El capitán Rick Woolard, antiguo navy seal y veterano de Vietnam, ha venido a Omaha Beach a inaugurar el monumento a sus predecesores, y tras un breve discurso se pregunta: “Lo que hicieron entonces, ¿podríamos hacerlo ahora?” Cuando se le pide que responda, dice: “No tengo la respuesta. Solo espero que no tengamos que descubrirla”. Se remite a la década de los 30, la de los totalitarismos y los preparativos de la II Guerra Mundial: “Estamos en 1938, todo el mundo teme que algo ocurra, esperemos que no, pero la posibilidad está ahí. Hace 30 años se derrumbó la URSS y pensábamos que habría paz, amor y felicidad para siempre, y aquí estamos ahora”.
“¿Dónde encontramos a personas dispuestas a arriesgarlo todo, a darlo todo por algo más grande?”, dice, mirando a la playa, el contra-almirante Keith B. Davids, comandante de las fuerzas especiales de la Armada de EE UU. “Esto nos inspira hoy”.
Esto es, para muchos, un lugar sagrado, y un lugar de peregrinaje. Como la familia Burridge, de Chicago, que se recoge ante la tumba de Wiliam Bechter, un piloto que fue derribado en julio de 1943 más al norte, cerca de la frontera con Bélgica. Bechter era el tío de un amigo de la familia. Tenía 22 años.
Después de la ceremonia, en la que han plantado una banderita de EE UU y otras de Francia, le han enviado la foto al amigo, que vive en Denver. “¡Increíble!”, ha contestado al momento. Richard, el padre de la familia, se emociona entre las miles de cruces y el mar: “Hemos venido para honrar lo que estos chicos hicieron para cambiar el curso de la historia y permitirnos a todos tener una vida más libre”.
Hay que conducir unos kilómetros tierra adentro, a Caen o Saint-Lô, para descubrir un paisaje urbano que se repite en esta parte de Francia: el de la arquitectura feísta de la posguerra, ciudades bombardeadas por los aliados en los meses previos al Día D y en los días posteriores. Murieron en total 60.000 civiles, según los cálculos del historiador Stephen A. Bourque, autor de Beyond the beach. The allied war against France (Más allá de la playa. La guerra aliada contra Francia). Saint-Lô, donde Macron participa el miércoles en una ceremonia, quedó destruida en un 90%: un campo de ruinas.
Las memorias se solapan en Normandía. Y esta, la de los bombardeos de población civil, es de las más complejas, porque quienes bombardeaban eran los liberadores. “Un crimen de guerra”, según el historiador Bourque.

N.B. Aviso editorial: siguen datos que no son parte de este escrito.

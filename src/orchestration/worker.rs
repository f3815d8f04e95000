//! # Stream Worker
//!
//! Queue consumer for the stream and data stages. Reads batches from the
//! stream and data queues, dispatches each message to the orchestrator,
//! transformer or maintenance sweeps, and bounds in-flight invocations with a
//! semaphore sized by `max_concurrent_invocations`.
//!
//! A message is deleted once it has been handled, including when the unit
//! was skipped or its failure was recorded by the retry policy. Unknown
//! message types and any error returned by a handler leave it on the queue,
//! so the transport's redelivery and dead-letter policy takes over.

use super::data_transformer::DataTransformer;
use super::maintenance::{MaintenanceReport, StreamMaintenance};
use super::outcome::InvocationOutcome;
use super::services::WorkerServices;
use super::stream_orchestrator::StreamOrchestrator;
use crate::error::{IntegrationStreamError, Result};
use crate::messaging::{MessageLease, QueueMessage, QueueTransport, WorkerMessage};
use futures::future::join_all;
use std::future::Future;
use std::sync::Arc;
use std::time::Duration;
use tokio::sync::Semaphore;
use tracing::{debug, error, info, instrument, warn};

#[derive(Debug, Clone, PartialEq)]
pub enum HandledMessage {
    Stream(InvocationOutcome),
    Data(InvocationOutcome),
    Maintenance(MaintenanceReport),
    RunStreamsContinued(usize),
}

pub struct StreamWorker {
    services: WorkerServices,
    transport: Arc<dyn QueueTransport>,
    orchestrator: StreamOrchestrator,
    transformer: DataTransformer,
    maintenance: StreamMaintenance,
    /// Bounds concurrently running invocations in this process
    invocation_semaphore: Arc<Semaphore>,
}

impl std::fmt::Debug for StreamWorker {
    fn fmt(&self, f: &mut std::fmt::Formatter<'_>) -> std::fmt::Result {
        f.debug_struct("StreamWorker")
            .field("services", &self.services)
            .field(
                "available_permits",
                &self.invocation_semaphore.available_permits(),
            )
            .finish()
    }
}

impl StreamWorker {
    pub fn new(services: WorkerServices, transport: Arc<dyn QueueTransport>) -> Self {
        let permits = services.config.max_concurrent_invocations.max(1);
        Self {
            orchestrator: StreamOrchestrator::new(services.clone()),
            transformer: DataTransformer::new(services.clone()),
            maintenance: StreamMaintenance::new(services.clone()),
            invocation_semaphore: Arc::new(Semaphore::new(permits)),
            services,
            transport,
        }
    }

    pub fn orchestrator(&self) -> &StreamOrchestrator {
        &self.orchestrator
    }

    pub fn transformer(&self) -> &DataTransformer {
        &self.transformer
    }

    pub fn maintenance(&self) -> &StreamMaintenance {
        &self.maintenance
    }

    /// Dispatch one parsed message
    #[instrument(skip(self, lease), fields(message_type = message.message_type()))]
    pub async fn handle_message(
        &self,
        message: &WorkerMessage,
        lease: Option<MessageLease>,
    ) -> Result<HandledMessage> {
        let _permit = self.invocation_semaphore.acquire().await.map_err(|e| {
            IntegrationStreamError::OrchestrationError(format!(
                "Failed to acquire invocation permit: {e}"
            ))
        })?;

        match message {
            WorkerMessage::ProcessStream { stream_id, .. } => self
                .orchestrator
                .process_stream(*stream_id, lease)
                .await
                .map(HandledMessage::Stream),
            WorkerMessage::ProcessWebhookStream { webhook_id, .. } => self
                .orchestrator
                .process_webhook_stream(*webhook_id, lease)
                .await
                .map(HandledMessage::Stream),
            WorkerMessage::ProcessData { data_id, .. } => self
                .transformer
                .process_data(*data_id)
                .await
                .map(HandledMessage::Data),
            WorkerMessage::CheckStreams => {
                let mut report = self.maintenance.check_streams().await?;
                report.stale_streams_reset = self.maintenance.reconcile_stale_streams().await?;
                report.stale_data_reset = self.maintenance.reconcile_stale_data().await?;
                Ok(HandledMessage::Maintenance(report))
            }
            WorkerMessage::ContinueProcessingRunStreams { run_id } => self
                .maintenance
                .continue_processing_run_streams(*run_id)
                .await
                .map(HandledMessage::RunStreamsContinued),
        }
    }

    /// Parse, handle and acknowledge one queue message
    pub async fn process_queue_message(
        &self,
        queue: &str,
        message: QueueMessage,
    ) -> Result<HandledMessage> {
        let parsed = match WorkerMessage::parse(&message.message) {
            Ok(parsed) => parsed,
            Err(err) => {
                error!(
                    queue,
                    msg_id = message.msg_id,
                    payload = %message.message,
                    error = %err,
                    "Unsupported worker message"
                );
                return Err(err.into());
            }
        };

        let lease = MessageLease::new(self.transport.clone(), queue, message.msg_id);
        let handled = match self.handle_message(&parsed, Some(lease)).await {
            Ok(handled) => handled,
            Err(err) => {
                error!(
                    queue,
                    msg_id = message.msg_id,
                    read_ct = message.read_ct,
                    message_type = parsed.message_type(),
                    fatal = err.is_fatal(),
                    error = %err,
                    "Message handling failed, leaving it for redelivery"
                );
                return Err(err);
            }
        };

        self.transport.delete(queue, message.msg_id).await?;
        debug!(queue, msg_id = message.msg_id, "Message acknowledged");
        Ok(handled)
    }

    /// Read one batch from `queue` and handle it concurrently. Returns the
    /// number of messages read.
    pub async fn poll_once(&self, queue: &str) -> Result<usize> {
        let queues = &self.services.config.queues;
        let messages = self
            .transport
            .read(queue, queues.visibility_timeout_seconds, queues.batch_size)
            .await?;
        let count = messages.len();
        if count == 0 {
            return Ok(0);
        }

        let results = join_all(
            messages
                .into_iter()
                .map(|message| self.process_queue_message(queue, message)),
        )
        .await;

        let failed = results.iter().filter(|result| result.is_err()).count();
        if failed > 0 {
            warn!(queue, read = count, failed, "Batch finished with failures");
        }
        Ok(count)
    }

    /// Poll the stream and data queues until `shutdown` resolves. In-flight
    /// batches always run to completion.
    pub async fn run<F>(&self, shutdown: F) -> Result<()>
    where
        F: Future<Output = ()>,
    {
        let queues = &self.services.config.queues;
        let poll_interval = self.services.config.poll_interval();
        tokio::pin!(shutdown);

        info!(
            stream_queue = %queues.stream_queue,
            data_queue = %queues.data_queue,
            max_concurrent = self.services.config.max_concurrent_invocations,
            "Stream worker started"
        );

        loop {
            let mut read = 0;
            for queue in [&queues.stream_queue, &queues.data_queue] {
                match self.poll_once(queue).await {
                    Ok(count) => read += count,
                    Err(err) => error!(queue = %queue, error = %err, "Queue poll failed"),
                }
            }

            let idle = if read == 0 { poll_interval } else { Duration::ZERO };
            tokio::select! {
                biased;
                _ = &mut shutdown => break,
                _ = tokio::time::sleep(idle) => {}
            }
        }

        info!("Stream worker stopped");
        Ok(())
    }
}
use crate::constants::error_codes;
use crate::error::{IntegrationStreamError, Result};
use crate::state_machine::StreamState;
use chrono::{DateTime, Utc};
use serde::{Deserialize, Serialize};
use uuid::Uuid;

/// Owner of a stream or data unit: either an integration run or an incoming
/// webhook, never both and never neither.
#[derive(Debug, Clone, Copy, PartialEq, Eq, Hash, Serialize, Deserialize)]
#[serde(tag = "scope", rename_all = "snake_case")]
pub enum StreamScope {
    Run { run_id: Uuid },
    Webhook { webhook_id: Uuid },
}

impl StreamScope {
    /// Build a scope from the two nullable storage columns
    pub fn from_columns(run_id: Option<Uuid>, webhook_id: Option<Uuid>) -> Result<Self> {
        match (run_id, webhook_id) {
            (Some(run_id), None) => Ok(Self::Run { run_id }),
            (None, Some(webhook_id)) => Ok(Self::Webhook { webhook_id }),
            (run_id, webhook_id) => Err(IntegrationStreamError::contract_violation(
                error_codes::INVALID_SCOPE,
                format!(
                    "Exactly one of run id and webhook id must be set (run: {run_id:?}, webhook: {webhook_id:?})"
                ),
            )),
        }
    }

    pub fn run_id(&self) -> Option<Uuid> {
        match self {
            Self::Run { run_id } => Some(*run_id),
            Self::Webhook { .. } => None,
        }
    }

    pub fn webhook_id(&self) -> Option<Uuid> {
        match self {
            Self::Webhook { webhook_id } => Some(*webhook_id),
            Self::Run { .. } => None,
        }
    }
}

/// Whether a stream was created by the run owner or by another stream
#[derive(Debug, Clone, Copy, PartialEq, Eq, Serialize, Deserialize)]
#[serde(rename_all = "snake_case")]
pub enum StreamType {
    Root,
    Child,
}

impl StreamType {
    pub fn from_parent(parent_id: Option<Uuid>) -> Self {
        if parent_id.is_some() {
            Self::Child
        } else {
            Self::Root
        }
    }
}

/// One unit of paginated fetch work
#[derive(Debug, Clone, PartialEq, Serialize, Deserialize)]
pub struct IntegrationStream {
    pub id: Uuid,
    pub parent_id: Option<Uuid>,
    pub scope: StreamScope,
    pub tenant_id: Uuid,
    pub integration_id: Uuid,
    /// Unique within the owning run or webhook
    pub identifier: String,
    pub state: StreamState,
    pub data: Option<serde_json::Value>,
    pub retries: i32,
    pub error: Option<serde_json::Value>,
    pub delayed_until: Option<DateTime<Utc>>,
    pub created_at: DateTime<Utc>,
    pub updated_at: DateTime<Utc>,
}

impl IntegrationStream {
    pub fn stream_type(&self) -> StreamType {
        StreamType::from_parent(self.parent_id)
    }

    pub fn is_ready_for_retry(&self) -> bool {
        match self.delayed_until {
            Some(until) => Utc::now() >= until,
            None => true,
        }
    }
}

/// Child stream to insert; `parent_id` is the stream (or the data unit's
/// stream) that requested it
#[derive(Debug, Clone, PartialEq)]
pub struct NewStream {
    pub parent_id: Uuid,
    pub scope: StreamScope,
    pub tenant_id: Uuid,
    pub integration_id: Uuid,
    pub identifier: String,
    pub data: Option<serde_json::Value>,
}

/// What inserting a child stream did
#[derive(Debug, Clone, Copy, PartialEq, Eq)]
pub enum ChildStreamInsert {
    Inserted(Uuid),
    /// A stream with the same scope and identifier already exists
    Duplicate,
    /// The run already holds `count` streams and the identifier is new
    CapReached { count: i64 },
}

/// Stream reference used by the resetter and the run continuation paging
#[derive(Debug, Clone, PartialEq, Serialize, Deserialize)]
pub struct ProcessableStream {
    pub id: Uuid,
    pub tenant_id: Uuid,
    pub platform: String,
    pub scope: StreamScope,
    pub onboarding: Option<bool>,
}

De regreso a las playas, parada en la granja de Paulette y Bernard Petit, que eran niños el Día D, y solo tienen palabras de gratitud para los soldados de Estados Unidos que les liberaron. Otra memoria.
Recuerda Paulette la mañana de junio de 1944. Tenía nueve años. Vivían a 800 metros de la playa. Se escondió con su familia en una cuneta. “Fue entonces”, dice, “cuando empezamos a oír un ruido enorme, enorme, enorme... Los soldados gritaban. Mi papá me dijo: ‘Se pelean con arma blanca”. Al día siguiente vio pasar convoyes y alguien dijo: “Ya está, han llegado”. “Un soldado nos dio chocolatinas y cigarrillos”, explica. “Fumé un cigarrillo y me puse enferma. Nunca más volví a fumar”.
―¿En ningún momento tuvo miedo aquellos días?
―A los nueve años no se tiene miedo. No puedes morirte a esa edad.